How many people here work for Google, Facebook, Apple, etc? What if you could compromise their workstations and get privileged access to the backend of social networks, email systems, etc? We are being actively hunted and there's evidence of that.

Some years ago FreeBSD had an intrusion via one of the commiter's machine or stolen SSH key, I don't remember which any more, but I do remember that it took months for the package building infrastructure to get fully operational again. I think they never got to the bottom of that (who did it or why). Linux had a very similar incident if I'm not mistaken.

It's such a standard and effective method in human intelligence, that it's extremely naive to think an analogue wouldn't be used extensively in signals intelligence too.

Fair enough. Though my concern is not for myself, but rather for any potential great leader who could be silently neutralized/blackmailed/extorted by mass surveillance techniques.

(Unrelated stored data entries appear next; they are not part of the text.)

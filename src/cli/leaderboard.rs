//! Leaderboard commands

use anyhow::Result;

use questboard::jobs::{JobKind, JobReport};
use questboard::models::LeaderboardKind;

use super::Context;

pub fn refresh_command(ctx: &Context) -> Result<()> {
    match ctx.runner()?.run(JobKind::LeaderboardRefresh)? {
        JobReport::Refreshed(summary) => {
            for (board, rows) in &summary {
                println!("  {board}: {rows}");
            }
        }
        _ => println!("A refresh is already running elsewhere; skipped."),
    }
    Ok(())
}

pub fn show_command(ctx: &Context, kind: LeaderboardKind, limit: usize) -> Result<()> {
    let rows = ctx.runner()?.aggregator().top(kind, limit)?;
    if rows.is_empty() {
        println!("{} is empty. Run `questboard leaderboard refresh`.", kind.label());
        return Ok(());
    }

    println!(
        "{} (as of {}):\n",
        kind.label(),
        rows[0].refreshed_at.format("%Y-%m-%d %H:%M UTC")
    );
    for row in &rows {
        if kind == LeaderboardKind::TopCheckIns {
            println!(
                "  {:>3}. {:<24} {:>6} ({} total)",
                row.rank, row.display_name, row.score, row.secondary_score
            );
        } else {
            println!("  {:>3}. {:<24} {:>6}", row.rank, row.display_name, row.score);
        }
    }
    Ok(())
}
//! Mapping from domain events to engine steps
//!
//! Pure planning: turns one [`DomainEvent`] into the progress, counter and
//! XP changes the engine then applies inside a single transaction.

use crate::config::RewardSettings;
use crate::models::{
    Action, ActionContext, ActivityMetric, CounterUpdate, DomainEvent, RelatedEntity, UserId,
    XpReason,
};

/// One change requested by an event
#[derive(Debug, Clone, PartialEq, Eq)]
pub enum Step {
    /// Feed every matching mission of `action`. `value` is an increment
    /// for counter actions and the authoritative total for absolute ones.
    Progress {
        user_id: UserId,
        action: Action,
        context: ActionContext,
        value: u32,
    },
    Counter {
        user_id: UserId,
        metric: ActivityMetric,
        update: CounterUpdate,
    },
    Xp {
        user_id: UserId,
        amount: u32,
        reason: XpReason,
        related: RelatedEntity,
    },
}

impl Step {
    pub fn user_id(&self) -> UserId {
        match self {
            Self::Progress { user_id, .. }
            | Self::Counter { user_id, .. }
            | Self::Xp { user_id, .. } => *user_id,
        }
    }

    /// Apply order inside the transaction: progress rows before user rows
    pub fn phase(&self) -> u8 {
        match self {
            Self::Progress { .. } => 0,
            Self::Counter { .. } => 1,
            Self::Xp { .. } => 2,
        }
    }
}

/// Collects steps, dropping zero XP grants
#[derive(Default)]
struct Planner {
    steps: Vec<Step>,
}

impl Planner {
    fn progress(&mut self, user_id: UserId, action: Action, context: &ActionContext, value: u32) {
        self.steps.push(Step::Progress {
            user_id,
            action,
            context: context.clone(),
            value,
        });
    }

    fn count(&mut self, user_id: UserId, metric: ActivityMetric) {
        self.counter(user_id, metric, CounterUpdate::Add(1));
    }

    fn counter(&mut self, user_id: UserId, metric: ActivityMetric, update: CounterUpdate) {
        self.steps.push(Step::Counter {
            user_id,
            metric,
            update,
        });
    }

    fn xp(&mut self, user_id: UserId, amount: u32, reason: XpReason, related: RelatedEntity) {
        if amount > 0 {
            self.steps.push(Step::Xp {
                user_id,
                amount,
                reason,
                related,
            });
        }
    }
}

/// Steps for `event`, in apply order
pub fn plan(event: &DomainEvent, rewards: &RewardSettings) -> Vec<Step> {
    let mut p = Planner::default();

    match event {
        DomainEvent::ReviewCreated {
            user_id,
            review_id,
            category,
            zone,
            meaningful,
        } => {
            let user = *user_id;
            let ctx = ActionContext {
                category: category.clone(),
                zone: zone.clone(),
            };
            let related = RelatedEntity::Review(review_id.clone());

            p.progress(user, Action::WriteReview, &ctx, 1);
            p.count(user, ActivityMetric::ReviewsWritten);
            p.xp(user, rewards.review, XpReason::ReviewWritten, related.clone());
            if *meaningful {
                p.progress(user, Action::WriteMeaningfulReview, &ctx, 1);
                p.count(user, ActivityMetric::MeaningfulReviews);
                p.xp(
                    user,
                    rewards.meaningful_review_bonus,
                    XpReason::MeaningfulReview,
                    related,
                );
            }
        }
        DomainEvent::CheckInCreated {
            user_id,
            check_in_id,
            category,
            zone,
            verified,
            unique_establishments,
        } => {
            let user = *user_id;
            let ctx = ActionContext {
                category: category.clone(),
                zone: zone.clone(),
            };
            let related = RelatedEntity::CheckIn(check_in_id.clone());

            p.progress(user, Action::CheckIn, &ctx, 1);
            p.count(user, ActivityMetric::CheckIns);
            if *verified {
                p.progress(user, Action::VerifiedCheckIn, &ctx, 1);
                p.count(user, ActivityMetric::VerifiedCheckIns);
                p.xp(
                    user,
                    rewards.verified_check_in,
                    XpReason::VerifiedCheckIn,
                    related,
                );
            } else {
                p.xp(user, rewards.check_in, XpReason::CheckIn, related);
            }
            p.progress(
                user,
                Action::VisitEstablishments,
                &ctx,
                *unique_establishments,
            );
            p.counter(
                user,
                ActivityMetric::UniqueEstablishments,
                CounterUpdate::AtLeast(*unique_establishments),
            );
        }
        DomainEvent::VoteCast {
            voter_id,
            vote_id,
            review_author_id,
            helpful,
        } => {
            let ctx = ActionContext::default();
            let related = RelatedEntity::Vote(vote_id.clone());

            p.progress(*voter_id, Action::CastVote, &ctx, 1);
            p.count(*voter_id, ActivityMetric::VotesCast);
            p.xp(*voter_id, rewards.vote, XpReason::VoteCast, related.clone());
            if *helpful {
                let author = *review_author_id;
                p.progress(author, Action::ReceiveHelpfulVote, &ctx, 1);
                p.count(author, ActivityMetric::HelpfulVotesReceived);
                p.xp(
                    author,
                    rewards.helpful_vote,
                    XpReason::HelpfulVoteReceived,
                    related,
                );
            }
        }
        // No action describes being followed, so the followee is left alone
        DomainEvent::FollowCreated {
            follower_id,
            follow_id,
            ..
        } => {
            let related = RelatedEntity::Follow(follow_id.clone());
            p.progress(*follower_id, Action::Follow, &ActionContext::default(), 1);
            p.count(*follower_id, ActivityMetric::Follows);
            p.xp(*follower_id, rewards.follow, XpReason::FollowCreated, related);
        }
        DomainEvent::PhotoUploaded {
            user_id,
            photo_id,
            upload_count,
            high_res_count,
            high_resolution,
        } => {
            let user = *user_id;
            let ctx = ActionContext::default();
            let related = RelatedEntity::Photo(photo_id.clone());

            p.progress(user, Action::UploadPhoto, &ctx, *upload_count);
            p.counter(
                user,
                ActivityMetric::PhotosUploaded,
                CounterUpdate::AtLeast(*upload_count),
            );
            if *high_res_count > 0 {
                p.progress(user, Action::UploadHighResPhoto, &ctx, *high_res_count);
                p.counter(
                    user,
                    ActivityMetric::HighResPhotos,
                    CounterUpdate::AtLeast(*high_res_count),
                );
            }
            p.xp(user, rewards.photo, XpReason::PhotoUploaded, related.clone());
            if *high_resolution {
                p.xp(
                    user,
                    rewards.high_res_photo_bonus,
                    XpReason::HighResPhoto,
                    related,
                );
            }
        }
        DomainEvent::PhotoApproved { user_id, .. } => {
            p.count(*user_id, ActivityMetric::PhotosApproved);
        }
    }

    // Stable: keeps per-user order inside each phase
    p.steps.sort_by_key(Step::phase);
    p.steps
}

/// Users an event touches, in first-seen order
pub fn participants(steps: &[Step]) -> Vec<UserId> {
    let mut users: Vec<UserId> = Vec::new();
    for step in steps {
        let user = step.user_id();
        if !users.contains(&user) {
            users.push(user);
        }
    }
    users
}

#[cfg(test)]
mod tests {
    use super::*;
    use uuid::Uuid;

    fn phases(steps: &[Step]) -> Vec<u8> {
        steps.iter().map(Step::phase).collect()
    }

    #[test]
    fn test_meaningful_review_plan() {
        let user_id = Uuid::new_v4();
        let event = DomainEvent::ReviewCreated {
            user_id,
            review_id: "r-1".to_string(),
            category: Some("bakery".to_string()),
            zone: None,
            meaningful: true,
        };
        let steps = plan(&event, &RewardSettings::default());

        let xp: Vec<u32> = steps
            .iter()
            .filter_map(|s| match s {
                Step::Xp { amount, .. } => Some(*amount),
                _ => None,
            })
            .collect();
        assert_eq!(xp, vec![10, 5]);
        assert_eq!(phases(&steps), vec![0, 0, 1, 1, 2, 2]);
        assert_eq!(participants(&steps), vec![user_id]);
    }

    #[test]
    fn test_helpful_vote_touches_author() {
        let voter = Uuid::new_v4();
        let author = Uuid::new_v4();
        let event = DomainEvent::VoteCast {
            voter_id: voter,
            vote_id: "v-1".to_string(),
            review_author_id: author,
            helpful: true,
        };
        let steps = plan(&event, &RewardSettings::default());
        assert_eq!(participants(&steps), vec![voter, author]);
        assert!(steps.contains(&Step::Xp {
            user_id: author,
            amount: 2,
            reason: XpReason::HelpfulVoteReceived,
            related: RelatedEntity::Vote("v-1".to_string()),
        }));

        let unhelpful = DomainEvent::VoteCast {
            voter_id: voter,
            vote_id: "v-2".to_string(),
            review_author_id: author,
            helpful: false,
        };
        let steps = plan(&unhelpful, &RewardSettings::default());
        assert_eq!(participants(&steps), vec![voter]);
    }

    #[test]
    fn test_follow_credits_only_the_follower() {
        let follower = Uuid::new_v4();
        let followee = Uuid::new_v4();
        let event = DomainEvent::FollowCreated {
            follower_id: follower,
            follow_id: "f-1".to_string(),
            followee_id: followee,
        };
        let steps = plan(&event, &RewardSettings::default());

        assert_eq!(steps.len(), 3);
        assert_eq!(participants(&steps), vec![follower]);
        assert!(steps.iter().all(|s| s.user_id() != followee));
    }

    #[test]
    fn test_zero_rewards_are_dropped() {
        let rewards = RewardSettings {
            follow: 0,
            ..Default::default()
        };
        let event = DomainEvent::FollowCreated {
            follower_id: Uuid::new_v4(),
            follow_id: "f-1".to_string(),
            followee_id: Uuid::new_v4(),
        };
        let steps = plan(&event, &rewards);
        assert!(steps.iter().all(|s| !matches!(s, Step::Xp { .. })));
        assert_eq!(steps.len(), 2);
    }

    #[test]
    fn test_photo_totals_are_absolute() {
        let user_id = Uuid::new_v4();
        let event = DomainEvent::PhotoUploaded {
            user_id,
            photo_id: "p-9".to_string(),
            upload_count: 9,
            high_res_count: 0,
            high_resolution: false,
        };
        let steps = plan(&event, &RewardSettings::default());
        assert!(steps.contains(&Step::Counter {
            user_id,
            metric: ActivityMetric::PhotosUploaded,
            update: CounterUpdate::AtLeast(9),
        }));
        assert!(!steps.iter().any(|s| matches!(
            s,
            Step::Progress {
                action: Action::UploadHighResPhoto,
                ..
            }
        )));
    }
}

Whether the culprits' organizational classification is public or private is of negligible importance.

>Mass surveillance isn't the same as targeted.

Mass surveillance is the first step in the discovery process, targeted surveillance is the second step after a target has been flagged by the dragnet.

Actually a random HN commenter is precisely the person to target, they're more likely to have technical skills and access to servers. It isn't just about surveillance it's about increased attack vectors when your information is distributed.

A random IT worker building the next smart pillow has no reason to target you...but the creepy pervy sales manager at the same company might have reason to.